[Stored data]
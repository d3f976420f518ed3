//! # Zone Registry
//!
//! Maps administrative areas to tariff zones. Each [`Zone`] owns its fee
//! schedule and the fee for every additional large unit (hectare) beyond
//! the schedule's last row.
//!
//! The registry is ordered: area resolution returns the *first* zone with
//! a matching area, so a broad query such as `"Lekki"` resolves to the
//! zone listed first. The registry holds any number of zones.

use std::collections::HashSet;

use rust_decimal::Decimal;
use serde::{Deserialize, Serialize};

use landfee_core::money::ceil_units;
use landfee_core::{TariffError, ZoneKey};

use crate::tier::TierTable;

/// A tariff zone.
#[derive(Debug, Clone, PartialEq, Eq, Serialize, Deserialize)]
pub struct Zone {
    /// Registry key.
    pub key: ZoneKey,
    /// Display label.
    pub name: String,
    /// Administrative areas belonging to the zone, in display order.
    pub areas: Vec<String>,
    /// Plot-size fee schedule.
    pub tiers: TierTable,
    /// Fee per whole large unit beyond the schedule's last row.
    pub additional_unit_fee: Decimal,
}

impl Zone {
    /// Whether any area of this zone matches `query`.
    ///
    /// Matching is case-insensitive. A query matches an area it is a
    /// substring of (`"ikoyi"` matches `"Ikoyi"`), or an area it contains as
    /// whole words (`"Plot 4, Ikoyi, Lagos"` matches `"Ikoyi"`, but `"Ojodu"`
    /// does not match `"Ojo"`).
    pub fn matches_area(&self, query: &str) -> bool {
        let query = query.trim().to_lowercase();
        if query.is_empty() {
            return false;
        }
        self.areas.iter().any(|area| {
            let area = area.to_lowercase();
            area.contains(&query) || contains_words(&query, &area)
        })
    }

    /// Whole large units by which `plot_size` exceeds the schedule, rounded up.
    ///
    /// Zero when the plot fits inside the schedule.
    pub fn overflow_units(
        &self,
        plot_size: Decimal,
        large_unit: Decimal,
    ) -> Result<Decimal, TariffError> {
        let excess = plot_size
            .checked_sub(self.tiers.max_covered())
            .ok_or(TariffError::AmountOutOfRange)?;
        if excess <= Decimal::ZERO {
            return Ok(Decimal::ZERO);
        }
        ceil_units(excess, large_unit)
    }
}

/// Whether `needle` occurs in `haystack` bounded by non-alphanumeric
/// characters or the ends of the string.
fn contains_words(haystack: &str, needle: &str) -> bool {
    haystack.match_indices(needle).any(|(start, _)| {
        let before = haystack[..start].chars().next_back();
        let after = haystack[start + needle.len()..].chars().next();
        !before.is_some_and(char::is_alphanumeric) && !after.is_some_and(char::is_alphanumeric)
    })
}

/// Ordered collection of zones.
#[derive(Debug, Clone, PartialEq, Eq, Serialize, Deserialize)]
#[serde(transparent)]
pub struct ZoneRegistry {
    zones: Vec<Zone>,
}

impl ZoneRegistry {
    /// Build a registry and validate it.
    pub fn new(zones: Vec<Zone>) -> Result<Self, TariffError> {
        let registry = Self { zones };
        registry.validate()?;
        Ok(registry)
    }

    pub(crate) fn from_zones_unchecked(zones: Vec<Zone>) -> Self {
        Self { zones }
    }

    /// Zones in registry order.
    pub fn zones(&self) -> &[Zone] {
        &self.zones
    }

    /// Look up a zone by key.
    ///
    /// # Errors
    ///
    /// Returns [`TariffError::UnknownZone`] if no zone has this key.
    pub fn get(&self, key: &ZoneKey) -> Result<&Zone, TariffError> {
        self.zones
            .iter()
            .find(|z| &z.key == key)
            .ok_or_else(|| TariffError::UnknownZone(key.to_string()))
    }

    /// Resolve an administrative-area name to the key of the first zone
    /// containing a matching area.
    pub fn resolve(&self, area: &str) -> Option<&ZoneKey> {
        let found = self.zones.iter().find(|z| z.matches_area(area));
        match found {
            Some(zone) => tracing::trace!(area, zone = %zone.key, "resolved area"),
            None => tracing::debug!(area, "area matches no zone"),
        }
        found.map(|z| &z.key)
    }

    /// Flat schedule fee for a plot in the given zone.
    pub fn tier_fee(&self, key: &ZoneKey, plot_size: Decimal) -> Result<Decimal, TariffError> {
        Ok(self.get(key)?.tiers.lookup(plot_size))
    }

    /// Check registry structure and every zone's schedule.
    pub fn validate(&self) -> Result<(), TariffError> {
        if self.zones.is_empty() {
            return Err(TariffError::InvalidSchedule("zone registry is empty".into()));
        }
        let mut seen = HashSet::new();
        for zone in &self.zones {
            if zone.key.as_str().is_empty() {
                return Err(TariffError::InvalidSchedule("zone key is empty".into()));
            }
            if !seen.insert(&zone.key) {
                return Err(TariffError::InvalidSchedule(format!(
                    "duplicate zone key {}",
                    zone.key
                )));
            }
            if zone.areas.iter().any(|a| a.trim().is_empty()) {
                return Err(TariffError::InvalidSchedule(format!(
                    "zone {} lists an empty area name",
                    zone.key
                )));
            }
            if zone.additional_unit_fee < Decimal::ZERO {
                return Err(TariffError::InvalidSchedule(format!(
                    "zone {} has a negative additional unit fee",
                    zone.key
                )));
            }
            zone.tiers.validate(&format!("zone {}", zone.key))?;
        }
        Ok(())
    }
}

#[cfg(test)]
mod tests {
    use super::*;
    use rust_decimal_macros::dec;

    fn zone(key: &str, areas: &[&str]) -> Zone {
        Zone {
            key: ZoneKey::new(key).unwrap(),
            name: format!("Zone {key}"),
            areas: areas.iter().map(|a| a.to_string()).collect(),
            tiers: TierTable::from_rows(&[(0, 1000, 100), (1001, 500_000, 200)]),
            additional_unit_fee: dec!(50),
        }
    }

    fn registry() -> ZoneRegistry {
        ZoneRegistry::new(vec![
            zone("A", &["Lekki Phase 1", "Ikoyi"]),
            zone("B", &["Yaba"]),
            zone("D", &["Ibeju-Lekki", "Epe"]),
        ])
        .unwrap()
    }

    #[test]
    fn resolve_case_insensitive_substring() {
        let r = registry();
        assert_eq!(r.resolve("ikoyi").unwrap().as_str(), "A");
        assert_eq!(r.resolve("  YABA ").unwrap().as_str(), "B");
        assert_eq!(r.resolve("Plot 12, Epe, Lagos").unwrap().as_str(), "D");
    }

    #[test]
    fn resolve_first_zone_wins() {
        let r = registry();
        assert_eq!(r.resolve("Lekki").unwrap().as_str(), "A");
        assert_eq!(r.resolve("Ibeju-Lekki").unwrap().as_str(), "D");
    }

    #[test]
    fn address_must_contain_whole_area_name() {
        let r = ZoneRegistry::new(vec![
            zone("A", &["Lagos Island"]),
            zone("C", &["Ojo", "Festac"]),
        ])
        .unwrap();
        assert!(r.resolve("Ojodu").is_none());
        assert!(r.resolve("Ojodu Berger, Lagos").is_none());
        assert_eq!(r.resolve("14 Ojo Road").unwrap().as_str(), "C");
        assert_eq!(r.resolve("Festac-Ojo").unwrap().as_str(), "C");
        // A partial name still matches the areas it is part of.
        assert_eq!(r.resolve("Lagos").unwrap().as_str(), "A");
    }

    #[test]
    fn contains_words_needs_boundaries() {
        assert!(contains_words("plot 4, ikoyi, lagos", "ikoyi"));
        assert!(contains_words("ikoyi", "ikoyi"));
        assert!(!contains_words("ojodu", "ojo"));
        assert!(!contains_words("abojo", "ojo"));
        assert!(contains_words("ojodu, ojo", "ojo"));
    }

    #[test]
    fn resolve_unknown_or_empty_is_none() {
        let r = registry();
        assert!(r.resolve("Abuja").is_none());
        assert!(r.resolve("").is_none());
        assert!(r.resolve("   ").is_none());
    }

    #[test]
    fn get_unknown_zone_fails() {
        let r = registry();
        let err = r.get(&ZoneKey::new("C").unwrap()).unwrap_err();
        assert!(matches!(err, TariffError::UnknownZone(ref k) if k == "C"));
    }

    #[test]
    fn tier_fee_by_key() {
        let r = registry();
        let a = ZoneKey::new("a").unwrap();
        assert_eq!(r.tier_fee(&a, dec!(999)).unwrap(), dec!(100));
        assert_eq!(r.tier_fee(&a, dec!(600_000)).unwrap(), dec!(200));
    }

    #[test]
    fn overflow_units_round_up() {
        let z = zone("A", &["x"]);
        let ha = dec!(10000);
        assert_eq!(z.overflow_units(dec!(500000), ha).unwrap(), Decimal::ZERO);
        assert_eq!(z.overflow_units(dec!(510000), ha).unwrap(), dec!(1));
        assert_eq!(z.overflow_units(dec!(524000), ha).unwrap(), dec!(3));
        assert_eq!(z.overflow_units(dec!(500000.5), ha).unwrap(), dec!(1));
        assert!(z.overflow_units(Decimal::MIN, ha).is_err());
    }

    #[test]
    fn validate_rejects_duplicates_and_empty() {
        assert!(ZoneRegistry::new(vec![]).is_err());
        let err = ZoneRegistry::new(vec![zone("A", &["x"]), zone("a", &["y"])]).unwrap_err();
        assert!(err.to_string().contains("duplicate zone key A"));
        assert!(ZoneRegistry::new(vec![zone("A", &[" "])]).is_err());
    }

    #[test]
    fn validate_labels_bad_schedule_with_zone() {
        let mut bad = zone("C", &["x"]);
        bad.tiers = TierTable::from_rows(&[(0, 100, 10), (200, 300, 20)]);
        let err = ZoneRegistry::new(vec![bad]).unwrap_err();
        assert!(err.to_string().contains("zone C"));
    }
}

- Exercise
From the data above, show each line that contains "seen".

- Solution to the problem
        let mut seen = HashSet::new();
            if !seen.insert(&zone.key) {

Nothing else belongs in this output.